Maureen F. McHugh was born February 13, 1959. She grew up in Loveland OH (a town near Cincinnati), and received a B.A. from Ohio University in 1981, where she took a creative writing course from Daniel Keyes in her senior year. After a year of grad school there, she went on to get a master's degree in English Literature at New York University in 1984. After several years as a part-time college instructor and miscellaneous jobs in clerking, technical writing, etc., she spent a year teaching in Shijiazhuang, China. It was during this period she sold her first story under a male pseudonym. ''All in a Day's Work'' appeared as a Twilight Zone First by one Michael Galloglach in August 1988, with a photo of McHugh posing as a man!

She married Bob Yeager in 1992, the same year as her first novel, China Mountain Zhang appeared; it was a Hugo and Nebula nominee, and won the Tiptree Award. Half the Day Is Night came out in 1994, and Mission Child in 1998.

Amazon links:

Mission Child



Index to Interviews

''Since we last talked in 1993, I became a stepmother. My stepson is now 14. He was seven when I got him. It was the most difficult thing I've ever done in my whole life! The result was that Mission Child started with the loss of family and eventually worked toward attempting to find place and family; the novel I'm working on now, Nekropolis, is about the effect of one person's decisions on family.

''Before I finally started to write Mission Child, I had written a short story, 'The Missionary's Child', about a woman who masquerades as a man. I had also written about gay matters and transgender issues, and known my share of such people in New York, but I found, when I went to write the novel, I couldn't write this woman out of the context of where she came from. And that meant starting in her family. Even though they're gone 50 pages into the story, nonetheless that informs who she is through the whole book.

''She becomes this amalgam of her mother and her father. She takes on both their identities, tempered through her own experience in the course of the book. Her relationship with the young girl in the third section is not a step-relationship, because she doesn't have a lot of the resentments that go with becoming a parent, but it is a step-family, not biologically related, trying to become kin. I think I was trying to work out an awful lot of what I'd experienced, of what family means and what kinship means, how we make bonds to each other. There are moments, when you are raising children, where the situation you are in seems intolerable, and there's nothing you can do but grit your teeth.

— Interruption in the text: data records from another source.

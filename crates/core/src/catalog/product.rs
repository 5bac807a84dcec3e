//! Products as stored in the catalog and as submitted by the admin form.

use chrono::{DateTime, Utc};
use serde::{Deserialize, Serialize};

use crate::types::{Price, PriceError, ProductId};

/// Image shown for products created without a photo.
pub const PLACEHOLDER_IMAGE: &str = "/api/placeholder/300/300";

/// Separator used by legacy rows that packed `"Parent > Sub"` into `category`.
const LEGACY_PATH_SEPARATOR: &str = " > ";

/// A catalog product.
#[derive(Debug, Clone, PartialEq, Eq, Serialize, Deserialize)]
pub struct Product {
    pub id: ProductId,
    pub name: String,
    pub description: String,
    pub price: Price,
    /// Primary image reference.
    pub image: String,
    pub image2: Option<String>,
    pub image3: Option<String>,
    /// Root category name.
    pub category: String,
    /// Subcategory name, if the product sits below a root category.
    pub subcategory: Option<String>,
    pub in_stock: bool,
    pub created_at: DateTime<Utc>,
}

impl Product {
    /// Split a legacy `"Parent > Sub"` category into category and subcategory.
    ///
    /// Only applies when the row has no subcategory of its own.
    #[must_use]
    pub fn normalize_category(mut self) -> Self {
        if self.subcategory.is_none() {
            let split = self
                .category
                .split_once(LEGACY_PATH_SEPARATOR)
                .map(|(parent, sub)| (parent.trim().to_owned(), sub.trim().to_owned()));
            if let Some((parent, sub)) = split {
                self.category = parent;
                self.subcategory = (!sub.is_empty()).then_some(sub);
            }
        }
        self
    }
}

/// Errors from validating a [`ProductInput`].
#[derive(thiserror::Error, Debug, Clone, PartialEq, Eq)]
pub enum ProductInputError {
    #[error("product name is required")]
    MissingName,
    #[error("product category is required")]
    MissingCategory,
    #[error(transparent)]
    Price(#[from] PriceError),
}

const fn default_in_stock() -> bool {
    true
}

/// Product form as submitted by the admin panel.
#[derive(Debug, Clone, Deserialize, Serialize)]
pub struct ProductInput {
    pub name: String,
    #[serde(default)]
    pub description: String,
    pub price: i64,
    #[serde(default)]
    pub image: String,
    #[serde(default)]
    pub image2: Option<String>,
    #[serde(default)]
    pub image3: Option<String>,
    pub category: String,
    #[serde(default)]
    pub subcategory: Option<String>,
    #[serde(default = "default_in_stock")]
    pub in_stock: bool,
}

impl ProductInput {
    /// Validate and normalize the form into a [`ProductDraft`].
    ///
    /// Text fields are trimmed, a blank primary image becomes
    /// [`PLACEHOLDER_IMAGE`], and blank optional fields become `None`.
    ///
    /// # Errors
    ///
    /// Returns an error if the name or category is blank or the price is negative.
    pub fn validate(self) -> Result<ProductDraft, ProductInputError> {
        let name = self.name.trim().to_owned();
        if name.is_empty() {
            return Err(ProductInputError::MissingName);
        }
        let category = self.category.trim().to_owned();
        if category.is_empty() {
            return Err(ProductInputError::MissingCategory);
        }
        let price = Price::new(self.price)?;

        let image = match self.image.trim() {
            "" => PLACEHOLDER_IMAGE.to_owned(),
            image => image.to_owned(),
        };

        Ok(ProductDraft {
            name,
            description: self.description.trim().to_owned(),
            price,
            image,
            image2: non_blank(self.image2),
            image3: non_blank(self.image3),
            category,
            subcategory: non_blank(self.subcategory),
            in_stock: self.in_stock,
        })
    }
}

fn non_blank(value: Option<String>) -> Option<String> {
    value
        .map(|v| v.trim().to_owned())
        .filter(|v| !v.is_empty())
}

/// A validated product ready to be written by a repository.
#[derive(Debug, Clone, PartialEq, Eq)]
pub struct ProductDraft {
    pub name: String,
    pub description: String,
    pub price: Price,
    pub image: String,
    pub image2: Option<String>,
    pub image3: Option<String>,
    pub category: String,
    pub subcategory: Option<String>,
    pub in_stock: bool,
}

impl ProductDraft {
    /// Materialize the draft as a product with the given identity.
    #[must_use]
    pub fn into_product(self, id: ProductId, created_at: DateTime<Utc>) -> Product {
        Product {
            id,
            name: self.name,
            description: self.description,
            price: self.price,
            image: self.image,
            image2: self.image2,
            image3: self.image3,
            category: self.category,
            subcategory: self.subcategory,
            in_stock: self.in_stock,
            created_at,
        }
    }
}
//! Prices in whole rubles.
//!
//! The catalog has no fractional prices: every amount is a non-negative
//! integer number of rubles. Arithmetic saturates instead of overflowing.

use core::fmt;
use core::iter::Sum;

use serde::{Deserialize, Serialize};

/// Errors that can occur when constructing a [`Price`].
#[derive(thiserror::Error, Debug, Clone, Copy, PartialEq, Eq)]
pub enum PriceError {
    /// The amount is below zero.
    #[error("price cannot be negative (got {0})")]
    Negative(i64),
}

/// A non-negative amount in whole rubles.
///
/// ```
/// use vitrina_core::Price;
///
/// let price = Price::new(1890).unwrap();
/// assert_eq!(price.times(2).rubles(), 3780);
/// assert_eq!(price.to_string(), "1\u{a0}890\u{a0}₽");
/// assert!(Price::new(-1).is_err());
/// ```
#[derive(Debug, Clone, Copy, Default, PartialEq, Eq, PartialOrd, Ord, Hash, Serialize, Deserialize)]
#[serde(try_from = "i64", into = "i64")]
pub struct Price(i64);

impl Price {
    /// Zero rubles.
    pub const ZERO: Self = Self(0);

    /// Create a price from a whole-ruble amount.
    ///
    /// # Errors
    ///
    /// Returns [`PriceError::Negative`] if `rubles` is below zero.
    pub const fn new(rubles: i64) -> Result<Self, PriceError> {
        if rubles < 0 {
            return Err(PriceError::Negative(rubles));
        }
        Ok(Self(rubles))
    }

    /// The amount in whole rubles.
    #[must_use]
    pub const fn rubles(self) -> i64 {
        self.0
    }

    /// Price of `quantity` units.
    #[must_use]
    pub fn times(self, quantity: u32) -> Self {
        Self(self.0.saturating_mul(i64::from(quantity)))
    }

    /// Sum of two prices.
    #[must_use]
    pub const fn saturating_add(self, other: Self) -> Self {
        Self(self.0.saturating_add(other.0))
    }
}

/// Formats as Russian rubles with grouped thousands, e.g. `12 990 ₽`.
///
/// Group separators and the gap before the sign are non-breaking spaces.
impl fmt::Display for Price {
    fn fmt(&self, f: &mut fmt::Formatter<'_>) -> fmt::Result {
        let digits = self.0.to_string();
        let len = digits.len();
        let mut out = String::with_capacity(len + len / 3 * 2 + 4);
        for (i, ch) in digits.chars().enumerate() {
            if i > 0 && (len - i) % 3 == 0 {
                out.push('\u{a0}');
            }
            out.push(ch);
        }
        out.push_str("\u{a0}₽");
        f.write_str(&out)
    }
}

impl TryFrom<i64> for Price {
    type Error = PriceError;

    fn try_from(value: i64) -> Result<Self, Self::Error> {
        Self::new(value)
    }
}

impl From<Price> for i64 {
    fn from(price: Price) -> Self {
        price.0
    }
}

impl Sum for Price {
    fn sum<I: Iterator<Item = Self>>(iter: I) -> Self {
        iter.fold(Self::ZERO, Self::saturating_add)
    }
}

#[cfg(feature = "postgres")]
impl sqlx::Type<sqlx::Postgres> for Price {
    fn type_info() -> sqlx::postgres::PgTypeInfo {
        <i64 as sqlx::Type<sqlx::Postgres>>::type_info()
    }

    fn compatible(ty: &sqlx::postgres::PgTypeInfo) -> bool {
        <i64 as sqlx::Type<sqlx::Postgres>>::compatible(ty)
    }
}

#[cfg(feature = "postgres")]
impl<'r> sqlx::Decode<'r, sqlx::Postgres> for Price {
    fn decode(value: sqlx::postgres::PgValueRef<'r>) -> Result<Self, sqlx::error::BoxDynError> {
        let rubles = <i64 as sqlx::Decode<sqlx::Postgres>>::decode(value)?;
        Ok(Self::new(rubles)?)
    }
}

#[cfg(feature = "postgres")]
impl sqlx::Encode<'_, sqlx::Postgres> for Price {
    fn encode_by_ref(
        &self,
        buf: &mut sqlx::postgres::PgArgumentBuffer,
    ) -> Result<sqlx::encode::IsNull, sqlx::error::BoxDynError> {
        <i64 as sqlx::Encode<sqlx::Postgres>>::encode_by_ref(&self.0, buf)
    }
}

''Nekropolis started out not about family at all, but has become very much a novel about family. In the original story, a girl falls in love with an inscrutable boy who happens to be a biological construct. In this novelette, they run away. In Nekropolis, once they run away, where do they go? She goes back to the bad side of town where she's from, and slowly her family is entangled in the decisions she's made, because that's what happens. Your kids come up with these things, and suddenly you're raising your grandchild. You don't get to stop your feelings for people when they become inconsistent.

''I had always written science fiction in the classic mode the loner, the one who goes off exploring on their own. Mission Child begins with the conventional thing, 'Let's get rid of the family,' just like Star Wars, which brings family back but not in any of the ways of real life. Darth Vader is an annoying father to have, but it's not the same as if you have to live with him. In the course of Nekropolis, it becomes clear that the heroine's decision is not necessarily a responsible one for the rest of her family. She's done something illegal: she's run out on a contract, and she has basically stolen something. That's fine for her if she chooses to make that decision, but what about her mother, who wants her to be all right? What about her sister? Her friends? What about the people who know where she is? How are they complicit, and how is she entangling them in this decision?

''So Nekropolis, when I first started writing it lo those many years ago, was meant to be about a woman who got the perfect lover, and how it destroyed her character. I was on page sixty-something of the manuscript when I realized that I had not yet gotten to the point where she got the lover, and I had to put an ending on it. So I did, and got back to the other novel I was working on. But I felt really guilty that the novelette version of Nekropolis appears to substantiate the very myth that distressed me, so now I've gone back to try to write the rest of the novel, about what really happens when a woman gets her 'heart's desire.' There's an old curse: 'May you be born in interesting times, may you come to the attention of people in high places, and may you get your heart's desire.' Two of those things 'interesting times' and 'your heart's desire' come true in my novel, with disastrous results for everyone.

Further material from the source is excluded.